India Economy

Gold prices and financial stability

Aarati Krishnan | Updated on November 14, 2017

Much of the country’s hoard of gold lies, not with the central bank or even thebanking system, but with the ordinary households.

In India's case, financial market stability actually improves when gold prices fall, says an RBI research paper.

Has gold as a safe haven turned into a bubble? More importantly, if that bubble pops, would the Indian financial system be at risk? These weighty questions are addressed by RBI staffers, Rabi N. Mishra and G. Jagan Mohan, in their recent working paper “Gold prices and Financial Stability in India” (

The researchers used econometrics to analyse gold's relationships with other variables, studying data spanning two decades. At the end of it, they say there is no conclusive evidence that gold prices are in bubble territory.
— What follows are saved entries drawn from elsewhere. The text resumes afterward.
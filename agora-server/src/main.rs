//! Standalone live presentation server.
//!
//! ```text
//! AGORA_BIND_ADDR=0.0.0.0:9090 AGORA_CATALOG=decks.json RUST_LOG=info agora-server
//! ```

use std::sync::Arc;

use agora_live::catalog::MemoryCatalog;
use agora_live::server::{LiveServer, ServerConfig};
use log::{info, warn};

#[tokio::main]
async fn main() -> Result<(), Box<dyn std::error::Error>> {
    env_logger::init();

    info!("Starting Agora live server...");

    let config = ServerConfig::from_env();
    let catalog = match &config.catalog_path {
        Some(path) => MemoryCatalog::load(path)?,
        None => {
            warn!("No catalog configured; every access code will be rejected");
            MemoryCatalog::new()
        }
    };
    info!("{} presentation(s) in catalog", catalog.len());

    let server = LiveServer::new(config, Arc::new(catalog));
    server.run().await
}
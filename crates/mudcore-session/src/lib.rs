//! Session layer for mudcore: the core of the server.
//!
//! A session is one connected player and two independent activities:
//!
//! 1. **Ingest** — read lines from the connection, parse them into
//!    events, publish to the broadcast bus ([`Session::ingest`]).
//! 2. **Deliver** — observe every event on the bus, decide per event
//!    whether THIS player sees it and with which phrasing, write the
//!    render to the connection ([`Session::deliver`]).
//!
//! The decision logic lives in [`render_for`] and is a pure function of
//! the event, the viewer's identity, and a registry snapshot — no
//! session state, no I/O — so the whole visibility table is unit-testable
//! against a fake registry.
//!
//! # How it fits in the stack
//!
//! ```text
//! mudcore (accept loop)       ← creates sessions
//!     ↕
//! session layer (this crate)  ← login / ingest / deliver / visibility
//!     ↕
//! bus, world, protocol, transport (below)
//! ```

mod error;
mod login;
mod session;
mod view;

pub use error::SessionError;
pub use login::negotiate_name;
pub use session::Session;
pub use view::{render_for, Line};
But they do point out that gold prices have been behaving quite strangely since 2003.

Overall, however, they reach the comforting conclusion that even if gold prices were to fall, this wouldn't pose a serious risk to the Indian financial system.

First, the authors use statistical analysis to prove that it is international gold prices and the (rupee-dollar) exchange rate that exert maximum influence on Indian bullion prices.
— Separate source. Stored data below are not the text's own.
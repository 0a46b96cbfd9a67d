//! Intent parsing: one trimmed input line → one [`Command`].
//!
//! The vocabulary is deliberately small:
//!
//! ```text
//! /quit                 → Quit event, then close the connection
//! /me <text>            → Emote
//! /who <name>           → Who (directed reply)
//! /tell <name> <text>   → Tell
//! /shout <text>         → Shout
//! /go <room>            → room transition (LeaveRoom + EnterRoom)
//! anything else         → Say
//! ```
//!
//! The policy for malformed commands is PERMISSIVE: `/me` with no text,
//! `/tell` with no body, or an unknown `/xyz` all fall back to `Say` of
//! the whole line. A typo lands as chat instead of vanishing, and the
//! parser never produces a user-visible error.

use crate::{Event, PlayerName, RoomId, SessionId};

/// Side effect requested by a parsed line, beyond publishing its event.
#[derive(Debug, Clone, PartialEq, Eq)]
pub enum Action {
    /// Publish the event; nothing else.
    None,
    /// Reply `Bye!` directly to the initiating connection, publish the
    /// Quit event, then tear the session down.
    Close,
    /// Move the sender: publish LeaveRoom (with the pre-move room),
    /// update the registry, publish EnterRoom.
    Move(RoomId),
}

/// The result of parsing one line: an optional event plus a side effect.
///
/// `/go` is the only form with no immediate event — its two transition
/// events depend on registry state the parser does not have.
#[derive(Debug, Clone, PartialEq, Eq)]
pub struct Command {
    pub event: Option<Event>,
    pub action: Action,
}

impl Command {
    fn publish(event: Event) -> Self {
        Self {
            event: Some(event),
            action: Action::None,
        }
    }
}

/// Parses one raw input line on behalf of `sender`.
///
/// Returns `None` for lines that are empty after trimming — they produce
/// no event and no side effect. Everything else produces exactly one
/// [`Command`].
pub fn parse_line(line: &str, sender: &PlayerName, origin: SessionId) -> Option<Command> {
    let line = line.trim();
    if line.is_empty() {
        return None;
    }

    let say = || Command::publish(Event::say(sender.clone(), origin, line));

    if !line.starts_with('/') {
        return Some(say());
    }

    let (verb, rest) = match line.split_once(char::is_whitespace) {
        Some((verb, rest)) => (verb, rest.trim()),
        None => (line, ""),
    };

    let cmd = match verb {
        // The Quit event itself is published by the session on teardown
        // (it needs the room snapshot, and it must fire on EOF too).
        "/quit" => Command {
            event: None,
            action: Action::Close,
        },
        "/me" if !rest.is_empty() => {
            Command::publish(Event::emote(sender.clone(), origin, rest))
        }
        "/who" if !rest.is_empty() => Command::publish(Event::who(
            sender.clone(),
            origin,
            PlayerName::new(rest),
        )),
        "/shout" if !rest.is_empty() => {
            Command::publish(Event::shout(sender.clone(), origin, rest))
        }
        "/tell" => match rest.split_once(char::is_whitespace) {
            Some((to, text)) if !text.trim().is_empty() => Command::publish(Event::tell(
                sender.clone(),
                origin,
                PlayerName::new(to),
                text.trim(),
            )),
            _ => say(),
        },
        "/go" if !rest.is_empty() => Command {
            event: None,
            action: Action::Move(RoomId::new(rest)),
        },
        // Unknown or incomplete command: permissive fallback.
        _ => say(),
    };

    Some(cmd)
}

// =========================================================================
// Tests
// =========================================================================
//! Semantic color tokens and terminal styling.
//!
//! The visibility engine tags each rendered line with a [`ColorToken`]
//! describing what KIND of line it is, not which escape codes to emit.
//! The [`Styler`] turns token + text into the final wire string, so
//! tests and non-ANSI clients can run with styling off.

use serde::{Deserialize, Serialize};

/// Semantic color for a rendered line.
///
/// The assignments follow MUD convention: speech yellow, private
/// messages green, actions magenta, shouts loud (bold cyan), lifecycle
/// announcements bold red, room traffic cyan.
#[derive(Debug, Clone, Copy, PartialEq, Eq, Serialize, Deserialize)]
pub enum ColorToken {
    /// Say.
    Speech,
    /// Tell.
    Private,
    /// Emote.
    Action,
    /// Shout.
    Loud,
    /// Join / Quit.
    Lifecycle,
    /// EnterRoom / LeaveRoom.
    Movement,
    /// Who replies and other direct informational lines.
    Info,
}

impl ColorToken {
    /// SGR parameter string for this token (e.g. `"1;36"` = bold cyan).
    fn sgr(self) -> &'static str {
        match self {
            Self::Speech => "33",
            Self::Private => "32",
            Self::Action => "35",
            Self::Loud => "1;36",
            Self::Lifecycle => "1;31",
            Self::Movement => "36",
            Self::Info => "37",
        }
    }
}

/// How rendered lines are decorated before hitting the socket.
#[derive(Debug, Clone, Copy, PartialEq, Eq, Default, Serialize, Deserialize)]
#[serde(rename_all = "lowercase")]
pub enum Styler {
    /// Wrap each line in ANSI color escapes chosen by its token.
    #[default]
    Ansi,
    /// Pass text through untouched. Used by tests and dumb clients.
    Plain,
}

impl Styler {
    /// Applies this styler to one rendered line.
    pub fn apply(self, token: ColorToken, text: &str) -> String {
        match self {
            Self::Ansi => format!("\x1b[{}m{}\x1b[0m", token.sgr(), text),
            Self::Plain => text.to_string(),
        }
    }
}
This is explained by two factors. India imports much of its gold requirements and the de-regulation of gold imports has made sure that much of it today flows in through official channels.

Break from the past

Now, if Indian gold prices merely move in step with global prices, what are the factors that sway global gold prices? Well, these have kept changing.
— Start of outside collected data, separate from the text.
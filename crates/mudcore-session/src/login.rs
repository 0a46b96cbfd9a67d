//! Login: the one synchronous exchange before the loops start.

use mudcore_protocol::{PlayerName, RoomId};
use mudcore_transport::Connection;
use mudcore_world::{World, WorldError};
use rand::Rng;

/// Name-collision retries before giving up on a connection.
const SUFFIX_ATTEMPTS: usize = 4;

/// Prompts the new connection for a name and registers it in the world.
///
/// Empty names are re-prompted. If the requested name is already
/// connected, a random 4-hex-digit suffix is appended (`Alice-7f3a`) and
/// the client is told which name it actually got.
///
/// On success the player is in `default_room` and the returned name is
/// the session's identity. The caller owns the corresponding
/// `world.remove` at teardown.
pub async fn negotiate_name<C, W>(
    conn: &C,
    world: &W,
    default_room: &RoomId,
    motd: Option<&str>,
) -> Result<PlayerName, crate::SessionError>
where
    C: Connection,
    W: World,
{
    if let Some(motd) = motd {
        for line in motd.lines() {
            send(conn, line).await?;
        }
    }

    let requested = loop {
        send(conn, "What is your name?").await?;
        let line = match conn.recv_line().await {
            Ok(Some(line)) => line,
            Ok(None) => return Err(crate::SessionError::LoginAborted),
            Err(error) => return Err(crate::SessionError::Login(error.to_string())),
        };
        let trimmed = line.trim();
        if !trimmed.is_empty() {
            break trimmed.to_string();
        }
    };

    let mut candidate = PlayerName::new(&requested);
    for attempt in 0..=SUFFIX_ATTEMPTS {
        match world.join(candidate.clone(), default_room.clone()) {
            Ok(()) => {
                if attempt > 0 {
                    send(conn, &format!("That name is taken; you are {candidate}.")).await?;
                }
                tracing::info!(player = %candidate, room = %default_room, "login complete");
                return Ok(candidate);
            }
            Err(WorldError::NameTaken(_)) => {
                let suffix: u16 = rand::rng().random();
                candidate = PlayerName::new(&format!("{requested}-{suffix:04x}"));
            }
            Err(error) => return Err(crate::SessionError::Login(error.to_string())),
        }
    }

    Err(crate::SessionError::NameUnavailable(requested))
}

async fn send<C: Connection>(conn: &C, line: &str) -> Result<(), crate::SessionError> {
    conn.send_line(line)
        .await
        .map_err(|error| crate::SessionError::Login(error.to_string()))
}
/// Errors that can occur in the transport layer.
#[derive(Debug, thiserror::Error)]
pub enum TransportError {
    /// Sending a line failed.
    #[error("send failed: {0}")]
    SendFailed(#[source] std::io::Error),

    /// Receiving a line failed.
    #[error("receive failed: {0}")]
    ReceiveFailed(#[source] std::io::Error),

    /// Binding or accepting connections failed.
    #[error("accept failed: {0}")]
    AcceptFailed(#[source] std::io::Error),
}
Analysing gold's relationship with other financial market variables, the authors conclude that prior to 2003, stock prices, global inflation levels and the dollar were the biggest factors affecting international gold price movements.

At that time, gold proved a good long-term inflation hedge and usually moved in the opposite direction to the stock markets.

But post-2003, these traditional relationships have been breaking down. In this period, global inflation rates alone have influenced gold prices.

For shorter periods, even inflation isn't a factor; it is gyrations in the US dollar that are impacting gold prices more than any other variable.

From this, the authors surmise that “perhaps the unabated rise in international gold prices since 2003… are a result of panic buying”.


So if gold prices are indeed behaving unusually, are they in the bubble territory? There are no clear answers.

After all, the very definition of a bubble requires one to prove that an asset price has shot up far beyond its intrinsic worth.

Now gold, unlike stocks or bonds, does not yield any regular cash flows to people who own it, thus defying conventional measures of intrinsic worth.

The authors sidestep this problem by looking at gold's value in relation to other assets. They find that, over the last five years, gold has become more expensive relative to a range of other assets — the US stock market, global commodities index, crude oil or gold mining companies.

A unit of all these assets today will buy less gold than it did a few years ago.

So what?

Okay, assuming that the recent rise in gold prices isn't easily explained, what will be the impact on India's financial system if gold prices tumble?

Tracing the history of asset bubbles, the paper observes that the popping of bubbles impacts the economy as a whole, only under certain conditions. One, if the asset is held by key cogs in the financial system — like banks. Two, if price rise is fuelled by increase in money supply, credit and leverage.

On these counts, the authors conclude that India does not face much systemic risk from gold price correction. They substantiate this claim by devising a measure called Financial Market Stability Indicator.

Analysing the impact of gold price changes on this aggregate measure, they find that in India's case, financial market stability actually rises when gold prices fall.

This is explained thus. Most of the country's hoard of gold is lying, not with the central bank or even the banking system, but with the ordinary retail households. If gold prices correct, these households may actually re-allocate money to more productive assets such as the stock market or bank deposits.

Good as it is, the paper leaves some questions unanswered. Thus, why has the study relied so much on global statistics on gold? Surely, it would be more authentic if it used Indian data on gold ownership and buying patterns, as also investment demand, to substantiate its points on systemic risk.

And what about the gold loan industry which has been growing by leaps and bounds in recent years?

Yes, Indian banks may not directly hold much gold today. But they are lining up significant forays into the highly profitable gold lending business.

In doing this, they are taking a leaf out of the books of large NBFCs, which have popularised organised gold lending.

As more Indian households opt to monetise their gold holdings through these means, will falling gold prices pose a systemic risk?